Conseil scientifique

Le rôle du conseil scientifique est de surveiller la qualité scientifique des projets proposés. Il est aussi actif dans la recherche de projets potentiels pour l’entreprise. Il est composé de personnes jouant un rôle d’importance dans la gestion du patrimoine archéologique et dans la coopération internationale.

Margaret Gowen
Margaret Gowen était propriétaire et directrice d’une grande entreprise de consultation et de gestion du patrimoine archéologique, localisée à Dublin (Irlande) jusqu’en 2012. Elle a dirigé l’Association des archéologues en Irlande (IAI) et était présidente d’ICOMOS Irlande. Elle a également été membre du conseil et de la direction du « Discovery Programme » en Irlande, membre de longue date et ancienne vice-présidente de l’Association européenne des Archéologues (EAA). Actuellement semi-retraitée, elle travaille toujours dans plusieurs domaines de la Gestion du patrimoine comme consultante et chercheuse indépendante.
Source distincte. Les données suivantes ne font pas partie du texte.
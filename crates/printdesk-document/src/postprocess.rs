// SPDX-License-Identifier: PMPL-1.0-or-later
// Copyright (c) 2026 Jonathan D.A. Jewell (hyperpolymath) <jonathan.jewell@open.ac.uk>
//
// Scan post-processing: turn a captured image into its PDF sibling and a
// preview. Everything here is synchronous file and pixel work; async
// callers run it on the blocking pool.

use std::path::{Path, PathBuf};

use image::DynamicImage;
use printdesk_core::error::{PrintdeskError, Result};
use tracing::{info, instrument};

use crate::image::load_preview;
use crate::pdf::{PdfInfo, ScanPdfWriter, inspect_pdf};

/// Artifacts derived from one captured image.
#[derive(Debug, Clone)]
pub struct ProcessedScan {
    pub pdf_path: PathBuf,
    pub pdf_info: PdfInfo,
    pub preview: DynamicImage,
}

/// Derives PDFs and previews from scan output.
#[derive(Debug, Clone, Copy, Default)]
pub struct ScanPostProcessor {
    writer: ScanPdfWriter,
}

impl ScanPostProcessor {
    pub fn new() -> Self {
        Self::default()
    }

    /// `scan_X.jpg` becomes `scan_X.pdf` in the same directory.
    pub fn pdf_path_for(image: &Path) -> PathBuf {
        image.with_extension("pdf")
    }

    /// Write the single-page PDF next to `image` and return its path.
    /// An existing file at that path is replaced.
    #[instrument(skip(self), fields(image = %image.display()))]
    pub fn derive_pdf(&self, image: &Path) -> Result<PathBuf> {
        let decoded = load_preview(image)?;
        self.write_pdf(image, &decoded)
    }

    /// Decoded image for display.
    pub fn load_preview(&self, image: &Path) -> Result<DynamicImage> {
        load_preview(image)
    }

    /// Decode once, derive the PDF, and verify it.
    #[instrument(skip(self), fields(image = %image.display()))]
    pub fn process(&self, image: &Path) -> Result<ProcessedScan> {
        let preview = load_preview(image)?;
        let pdf_path = self.write_pdf(image, &preview)?;
        let pdf_info = inspect_pdf(&pdf_path)?;
        if pdf_info.page_count != 1 {
            return Err(PrintdeskError::PostProcessing(format!(
                "{} has {} pages, expected 1",
                pdf_path.display(),
                pdf_info.page_count
            )));
        }
        Ok(ProcessedScan {
            pdf_path,
            pdf_info,
            preview,
        })
    }

    fn write_pdf(&self, image: &Path, decoded: &DynamicImage) -> Result<PathBuf> {
        let pdf_path = Self::pdf_path_for(image);
        let title = image
            .file_stem()
            .map(|s| s.to_string_lossy().into_owned())
            .unwrap_or_else(|| "scan".to_owned());

        let bytes = self.writer.render(decoded, &title);
        std::fs::write(&pdf_path, &bytes).map_err(|err| {
            PrintdeskError::PostProcessing(format!("cannot write {}: {err}", pdf_path.display()))
        })?;

        info!(
            pdf = %pdf_path.display(),
            bytes = bytes.len(),
            dpi = self.writer.dpi(),
            "scan PDF derived"
        );
        Ok(pdf_path)
    }
}
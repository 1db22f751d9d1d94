// SPDX-License-Identifier: PMPL-1.0-or-later
// Copyright (c) 2026 Jonathan D.A. Jewell (hyperpolymath) <jonathan.jewell@open.ac.uk>
//
// SANE scan backend for POSIX systems.
//
// `scanimage` writes the encoded image to stdout; the runner streams that
// straight into the target file.

use std::path::Path;
use std::sync::Arc;
use std::time::Duration;

use async_trait::async_trait;
use printdesk_core::command::{CommandRunner, CommandSpec};
use printdesk_core::config::ScanningConfig;
use printdesk_core::error::{PrintdeskError, Result};
use printdesk_core::types::ColorMode;
use tracing::{info, instrument, warn};

use crate::backend::{ScanBackend, saved_message};

/// SANE command-line frontend.
pub const SCANIMAGE: &str = "scanimage";

const SCANIMAGE_NOT_FOUND: &str = "scanimage command not found. Install SANE (e.g., sane-utils).";

const NO_DEVICE: &str = "No Unix SANE device configured (scanning.unix_device_name).";

/// Scans through `scanimage`.
pub struct SaneScanBackend {
    runner: Arc<dyn CommandRunner>,
    device: Option<String>,
    resolution: u32,
    timeout: Duration,
}

impl SaneScanBackend {
    pub fn new(runner: Arc<dyn CommandRunner>, config: &ScanningConfig) -> Self {
        Self {
            runner,
            device: config.unix_device_name.clone(),
            resolution: config.resolution,
            timeout: config.timeout(),
        }
    }

    fn capture_command(&self, device: &str, mode: ColorMode, target: &Path) -> CommandSpec {
        CommandSpec::new(SCANIMAGE, self.timeout)
            .args([
                format!("--device-name={device}"),
                "--format=jpeg".to_owned(),
                format!("--mode={}", mode.sane_mode()),
                format!("--resolution={}", self.resolution),
            ])
            .stdout_to(target)
    }
}

#[async_trait]
impl ScanBackend for SaneScanBackend {
    fn name(&self) -> &'static str {
        "sane"
    }

    #[instrument(skip(self, target), fields(target = %target.display()))]
    async fn scan_document(&self, mode: ColorMode, target: &Path) -> Result<String> {
        let Some(device) = self.device.as_deref() else {
            return Err(PrintdeskError::Configuration(NO_DEVICE.into()));
        };

        let output = self
            .runner
            .run(&self.capture_command(device, mode, target))
            .await
            .map_err(|e| e.into_job_error(SCANIMAGE_NOT_FOUND))?;

        if !output.success {
            warn!(device, code = ?output.code, "scanimage failed");
            return Err(PrintdeskError::device(
                SCANIMAGE,
                format!("Error from scanner: {}", output.stderr.trim()),
            ));
        }

        info!(device, "scan captured");
        Ok(saved_message(target))
    }
}

#[cfg(test)]
mod tests {
    use super::*;
    use printdesk_core::command::StdoutTarget;
    use printdesk_core::command::testing::{Scripted, ScriptedRunner};

    fn config(device: Option<&str>) -> ScanningConfig {
        ScanningConfig {
            unix_device_name: device.map(str::to_owned),
            ..ScanningConfig::default()
        }
    }

    #[tokio::test]
    async fn missing_device_touches_nothing() {
        let dir = tempfile::tempdir().expect("tempdir");
        let target = dir.path().join("x.jpg");
        let runner = Arc::new(ScriptedRunner::new());

        let err = SaneScanBackend::new(runner.clone(), &config(None))
            .scan_document(ColorMode::Color, &target)
            .await
            .unwrap_err();

        assert!(matches!(err, PrintdeskError::Configuration(_)));
        assert!(err.to_string().starts_with("No Unix SANE device configured"));
        assert_eq!(runner.call_count(), 0);
        assert!(!target.exists());
    }

    #[tokio::test]
    async fn builds_scanimage_invocation() {
        let dir = tempfile::tempdir().expect("tempdir");
        let target = dir.path().join("scan.jpg");
        let runner = Arc::new(ScriptedRunner::new());
        runner.push_file_output(vec![0xFF, 0xD8, 0xFF]);

        let message = SaneScanBackend::new(runner.clone(), &config(Some("epson2:libusb:001:004")))
            .scan_document(ColorMode::Grayscale, &target)
            .await
            .expect("scan");

        assert_eq!(message, format!("Document scanned and saved to {}", target.display()));
        let call = &runner.calls()[0];
        assert_eq!(call.program, "scanimage");
        assert_eq!(
            call.args,
            vec![
                "--device-name=epson2:libusb:001:004",
                "--format=jpeg",
                "--mode=Gray",
                "--resolution=300",
            ]
        );
        assert_eq!(call.stdout, StdoutTarget::File(target.clone()));
        assert!(target.exists());
    }

    #[tokio::test]
    async fn mode_table_reaches_scanimage() {
        let dir = tempfile::tempdir().expect("tempdir");
        let runner = Arc::new(ScriptedRunner::new());
        let backend = SaneScanBackend::new(runner.clone(), &config(Some("test:0")));

        for mode in ColorMode::ALL {
            backend
                .scan_document(mode, &dir.path().join("s.jpg"))
                .await
                .expect("scan");
        }

        let modes: Vec<String> = runner.calls().iter().map(|c| c.args[2].clone()).collect();
        assert_eq!(modes, vec!["--mode=Color", "--mode=Gray", "--mode=Lineart"]);
    }

    #[tokio::test]
    async fn device_error_carries_stderr() {
        let dir = tempfile::tempdir().expect("tempdir");
        let runner = Arc::new(ScriptedRunner::new());
        runner.push_failure(1, "scanimage: open of device test:0 failed: Device busy\n");

        let err = SaneScanBackend::new(runner.clone(), &config(Some("test:0")))
            .scan_document(ColorMode::Color, &dir.path().join("s.jpg"))
            .await
            .unwrap_err();

        assert_eq!(
            err.to_string(),
            "Error from scanner: scanimage: open of device test:0 failed: Device busy"
        );
    }

    #[tokio::test]
    async fn hung_scanimage_is_timeout() {
        let dir = tempfile::tempdir().expect("tempdir");
        let runner = Arc::new(ScriptedRunner::new());
        runner.push(Scripted::TimedOut);

        let err = SaneScanBackend::new(runner.clone(), &config(Some("test:0")))
            .scan_document(ColorMode::Color, &dir.path().join("s.jpg"))
            .await
            .unwrap_err();

        assert!(matches!(err, PrintdeskError::Timeout { secs: 300, .. }));
    }

    #[tokio::test]
    async fn missing_scanimage_is_configuration_error() {
        let dir = tempfile::tempdir().expect("tempdir");
        let runner = Arc::new(ScriptedRunner::new());
        runner.push(Scripted::NotFound);

        let err = SaneScanBackend::new(runner.clone(), &config(Some("test:0")))
            .scan_document(ColorMode::Color, &dir.path().join("s.jpg"))
            .await
            .unwrap_err();

        assert_eq!(err.to_string(), SCANIMAGE_NOT_FOUND);
    }
}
Elle a un intérêt particulier pour la gestion du patrimoine mondial (UNESCO), le développement de standards et de pratiques pour la gestion du patrimoine archéologique. Elle s’est particulièrement focalisée sur la compréhension des mécanismes de la recherche scientifique et de la gestion du patrimoine archéologique en respectant l’intégrité professionnelle et les traditions de recherche scientifique.

Marc-Antoine Kaeser
Directeur du Laténium (Neuchâtel) et Professeur associé à la chaire d’archéologie préhistorique de l’Université de Neuchâtel. Titulaire d’un doctorat en archéologie préhistorique et en histoire des sciences (cotutelle Université de Neuchâtel / EHESS, Centre Koyré, Paris). Les domaines de compétence et de spécialisation de Marc-Antoine Kaeser sont l’épistémologie et théorie de la préhistoire, l’histoire de l’archéologie et des sciences naturelles, l’histoire des collections et l’archéologie des stations préhistoriques littorales. Il est membre étranger du Conseil national français de la recherche archéologique et auteur de plus d’une centaine de publications scientifiques, il a également enseigné la préhistoire et l’histoire des sciences à Fribourg, Zurich, Rome et Paris.

 

Mirko Novak
Professeur d’Archéologie du Proche-Orient à l’Université de Berne depuis 2011, Mirko Novak est titulaire d’un doctorat en archéologie du Proche Orient de l’Université Libre de Berlin et d’une habilitation cumulative à l’Université Eberhard Karls de Tübingen. Il était collaborateur scientifique à l’Université de Tübingen puis a enseigné à l’Université Ruprecht-Karls à Heidelberg. En 2010, il dirigea le département des sciences culturelles et des antiquités à l’Université Ludwig-Maximilian de Munich. Lors de sa carrière universitaire, il a dirigé de nombreuses recherches en Syrie. Ses domaines de compétence comprennent l’archéologie de Mésopotamie et du Levant, l’économie sociale de l’Orient ancien, l’analyse architecturale et la théorie et méthodologie de fouille. Il dirige actuellement un projet à Gonur Depe au Turkmenistan et un autre à Sirkeli Höyük en Cilicie (Turquie). Depuis 2012, il est président de la Société suisse pour l’étude du Proche-Orient ancien (SSPOA). Dans ce cadre, il a contribué à la création en 2014 de Shirín, une association neutre qui propose son expertise pour la protection du patrimoine archéologique en Syrie et en Iraq.